Resolved: Using HAVING without GROUP BY
I was wondering, what would be the SQL statement for the following: get all employees hired after 1 january 1999, whose names are counted less than 200 times but don't return grouped results.
Thus, each unique employee, independent of having a double name, should be returned as a single row - meaning names can not be grouped.
Hi Michiel,
Based on how WHERE and HAVING clauses works (as explained in the lecture), I think we can use HAVING without GROUP BY, but it will work just like WHERE after the SELECT statement. That is because SQL works in the order of FROM, WHERE, and SELECT. Only then will other clauses proceed, such as GROUP BY, HAVING, and ORDER BY.

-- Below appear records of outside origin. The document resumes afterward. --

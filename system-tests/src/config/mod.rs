// system-tests/src/config/mod.rs
// ============================================================================
// Module: Suite Configuration
// Description: Layered configuration for the live infrastructure suites.
// Purpose: Merge defaults, an optional TOML file, and environment overrides.
// Dependencies: landandbay-harness
// ============================================================================

//! ## Overview
//! Suite configuration starts from [`landandbay_harness::HarnessConfig`]
//! defaults, applies an optional TOML file, then applies `LANDANDBAY_TEST_*`
//! environment overrides. The merged result is validated once.

// ============================================================================
// SECTION: Modules
// ============================================================================

mod env;

// ============================================================================
// SECTION: Tests
// ============================================================================


// ============================================================================
// SECTION: Re-exports
// ============================================================================

pub use env::SuiteConfig;
pub use env::SuiteEnv;
pub use env::read_env_strict;
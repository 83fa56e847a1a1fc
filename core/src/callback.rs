//! Callback-to-future adaptation for wallet SDK calls.
//!
//! Each SDK invocation gets its own [`SdkCallback`] backed by a oneshot
//! channel. The first resolution wins; later ones are ignored. If the caller
//! dropped the future in the meantime, the result is discarded quietly and
//! the wallet request itself is left alone.

use crate::error::{Error, Result};
use crate::sdk::SdkResult;
use futures::channel::oneshot;
use std::sync::{Arc, Mutex, PoisonError};
use uuid::Uuid;

/// Completion handle passed to the wallet SDK.
///
/// Cheap to clone; all clones share the same single-use slot.
#[derive(Clone)]
pub struct SdkCallback {
    slot: Arc<Mutex<Option<oneshot::Sender<SdkResult>>>>,
    operation: &'static str,
    request_id: Uuid,
}

impl SdkCallback {
    fn new(operation: &'static str, sender: oneshot::Sender<SdkResult>) -> Self {
        Self {
            slot: Arc::new(Mutex::new(Some(sender))),
            operation,
            request_id: Uuid::new_v4(),
        }
    }

    /// Name of the SDK operation this callback belongs to.
    pub fn operation(&self) -> &'static str {
        self.operation
    }

    pub fn request_id(&self) -> Uuid {
        self.request_id
    }

    /// Whether a result has already been delivered (or discarded).
    pub fn is_resolved(&self) -> bool {
        self.slot
            .lock()
            .unwrap_or_else(PoisonError::into_inner)
            .is_none()
    }

    /// Deliver the SDK's result.
    ///
    /// Never fails: duplicates and results for abandoned callers are dropped.
    pub fn resolve(&self, result: SdkResult) {
        let sender = self
            .slot
            .lock()
            .unwrap_or_else(PoisonError::into_inner)
            .take();

        match sender {
            None => log::trace!(
                "{} [{}]: ignoring duplicate callback",
                self.operation,
                self.request_id
            ),
            Some(sender) => {
                if sender.send(result).is_err() {
                    log::debug!(
                        "{} [{}]: caller is gone, discarding result",
                        self.operation,
                        self.request_id
                    );
                }
            }
        }
    }
}

impl std::fmt::Debug for SdkCallback {
    fn fmt(&self, f: &mut std::fmt::Formatter<'_>) -> std::fmt::Result {
        f.debug_struct("SdkCallback")
            .field("operation", &self.operation)
            .field("request_id", &self.request_id)
            .field("resolved", &self.is_resolved())
            .finish()
    }
}

/// Run a callback-based SDK operation and await its single result.
///
/// `op` is called exactly once with a fresh callback. The returned future
/// never times out; dropping it does not cancel the wallet request.
pub async fn invoke<F>(operation: &'static str, op: F) -> Result<SdkResult>
where
    F: FnOnce(SdkCallback),
{
    let (sender, receiver) = oneshot::channel();
    let callback = SdkCallback::new(operation, sender);
    log::debug!("{} [{}]: dispatched", operation, callback.request_id());

    op(callback);

    receiver
        .await
        .map_err(|_| Error::Sdk(format!("{operation} callback dropped without a result")))
}

#[cfg(test)]
mod tests {
    use super::*;
    use futures::FutureExt;

    #[tokio::test]
    async fn resolves_with_the_first_result() {
        let result = invoke("connect", |callback| {
            callback.resolve(SdkResult::item("first"));
            callback.resolve(SdkResult::item("second"));
        })
        .await
        .unwrap();

        assert_eq!(result, SdkResult::item("first"));
    }

    #[tokio::test]
    async fn late_callback_after_caller_dropped_is_discarded() {
        let mut stash = None;
        let future = invoke("personal_sign", |callback| stash = Some(callback));
        // Poll once so the operation is dispatched, then abandon it.
        let mut future = Box::pin(future);
        assert!(future.as_mut().now_or_never().is_none());
        drop(future);

        let callback = stash.unwrap();
        assert!(!callback.is_resolved());
        callback.resolve(SdkResult::item("0xsig"));
        assert!(callback.is_resolved());
        callback.resolve(SdkResult::item("0xsig"));
    }

    #[tokio::test]
    async fn dropped_callback_fails_the_future() {
        let err = invoke("connect", drop).await.unwrap_err();
        assert!(matches!(err, Error::Sdk(msg) if msg.contains("connect")));
    }

    #[tokio::test]
    async fn clones_share_one_resolution() {
        let mut stash = None;
        let future = invoke("eth_accounts", |callback| {
            stash = Some(callback.clone());
            callback.resolve(SdkResult::Items(vec!["0xabc".into()]));
        });
        let result = future.await.unwrap();
        assert_eq!(result, SdkResult::Items(vec!["0xabc".into()]));
        assert!(stash.unwrap().is_resolved());
    }
}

But, I was able to pull the output you wanted by inserting the code used in the lecture as a subquery, shown below:
SELECT
*
FROM
employees
WHERE first_name IN (
SELECT
first_name
FROM
employees
WHERE hire_date > '1999-01-01'
GROUP BY first_name
HAVING COUNT(first_name) < 200
)
ORDER BY
first_name ASC,
last_name ASC;
and here's a subset of the output:
Hope this helps,
Carl
That's amazing, thanks so much for answering. Did not now you could have another query inside IN(), learned a lot from this answer.